'Survival Horror' Haunted House makes you sign 40-page waiver & have insurance, drug test, and a safe word
Scary stuff! These 'Haunted House' operations require their patrons to sign a 40-page legal waiver. Before entering the venue, Halloween revelers must also possess insurance.
The 'McKamey Manor' haunted house venues in Summertown, Tennessee, and Huntsville, Alabama, also require that you be at least 18, pass a background check and drug test, and have a 'safe word.'
Warnings:
Intense audio, lighting, extreme low visibility, strobe and fog effects, damp and wet conditions, phycially demanding environments, close contact with creatures (you might be touched), very real and graphic scenes of horror.
Rules:
No smoking, drinking, eating, running inside, or touching of props and/or actors. McKamey Manor reserves the right to refuse admission to anyone for any reason. The guest voluntarily assumes all risks/dangers associated with participation in this event.

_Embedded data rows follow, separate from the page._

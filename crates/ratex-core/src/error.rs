//! Error types for the ratex-core library.

use thiserror::Error;

/// Main error type for the ratex library.
#[derive(Error, Debug)]
pub enum RatexError {
    /// Rate extraction error.
    #[error("extraction error: {0}")]
    Extraction(#[from] ExtractionError),

    /// Model invocation error from the inference layer.
    #[error("inference error: {0}")]
    Inference(#[from] ratex_inference::InferenceError),

    /// JSON (de)serialization error outside the extraction attempt.
    #[error("JSON error: {0}")]
    Json(#[from] serde_json::Error),

    /// I/O error.
    #[error("I/O error: {0}")]
    Io(#[from] std::io::Error),

    /// Configuration error.
    #[error("configuration error: {0}")]
    Config(String),
}

impl RatexError {
    /// Extraction failure kind, if this is an extraction failure.
    pub fn kind(&self) -> Option<ErrorKind> {
        match self {
            RatexError::Extraction(e) => Some(e.kind()),
            _ => None,
        }
    }
}

/// Errors raised by a single extraction attempt.
#[derive(Error, Debug)]
pub enum ExtractionError {
    /// No JSON object boundary was found and the text does not parse.
    #[error("no JSON object found in model output: {0}")]
    Recovery(String),

    /// The recovered text is still not valid JSON.
    #[error("model output is not valid JSON: {source}")]
    Parse {
        #[source]
        source: serde_json::Error,
        text: String,
    },

    /// Required field is missing.
    #[error("missing required field: {0}")]
    MissingField(String),

    /// Field validation failed.
    #[error("validation failed for {field}: {reason}")]
    Validation { field: String, reason: String },
}

impl ExtractionError {
    pub fn validation(field: impl Into<String>, reason: impl Into<String>) -> Self {
        ExtractionError::Validation {
            field: field.into(),
            reason: reason.into(),
        }
    }

    /// Coarse failure kind used by the retry policy and by callers.
    pub fn kind(&self) -> ErrorKind {
        match self {
            ExtractionError::Recovery(_) => ErrorKind::Recovery,
            ExtractionError::Parse { .. } => ErrorKind::Parse,
            ExtractionError::MissingField(_) | ExtractionError::Validation { .. } => {
                ErrorKind::Validation
            }
        }
    }
}

/// Kinds of extraction failure.
#[derive(Debug, Clone, Copy, PartialEq, Eq)]
pub enum ErrorKind {
    /// No plausible object boundary in the completion.
    Recovery,
    /// Recovered text is not syntactically valid JSON.
    Parse,
    /// Valid JSON that violates the record schema.
    Validation,
}

impl std::fmt::Display for ErrorKind {
    fn fmt(&self, f: &mut std::fmt::Formatter<'_>) -> std::fmt::Result {
        match self {
            ErrorKind::Recovery => write!(f, "recovery"),
            ErrorKind::Parse => write!(f, "parse"),
            ErrorKind::Validation => write!(f, "validation"),
        }
    }
}

/// Result type for the ratex library.
pub type Result<T> = std::result::Result<T, RatexError>;

#[cfg(test)]
mod tests {
    use super::*;

    #[test]
    fn test_kinds() {
        assert_eq!(
            ExtractionError::Recovery("x".into()).kind(),
            ErrorKind::Recovery
        );
        assert_eq!(
            ExtractionError::MissingField("price".into()).kind(),
            ErrorKind::Validation
        );
        assert_eq!(
            ExtractionError::validation("currency", "bad").kind(),
            ErrorKind::Validation
        );

        let source = serde_json::from_str::<serde_json::Value>("{").unwrap_err();
        let err = ExtractionError::Parse {
            source,
            text: "{".into(),
        };
        assert_eq!(err.kind(), ErrorKind::Parse);
    }

    #[test]
    fn test_ratex_error_kind() {
        let err: RatexError = ExtractionError::MissingField("price".into()).into();
        assert_eq!(err.kind(), Some(ErrorKind::Validation));

        let err = RatexError::Config("x".into());
        assert_eq!(err.kind(), None);
    }
}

Owner Russ McKamey offers thousands of dollars to any visitor who can complete what he says is a grueling Halloween adventure, WFLA-TV reports. McKamey says no one has managed to complete the course yet.
McKamey records each tour on video, including the humiliating defeat, and he says the videos are for his own legal protection.
He also posts the videos online.
The guests sign a waiver saying this is all okay.
All you have to do to enter is donate a bag of dog food. The website warns that the Haunted House is physically demanding, but McKamey says it's mostly mental.
The attractions have been featured on Netflix's "Haunters: Art of the Scare" and on an episode of "Dark Tourist."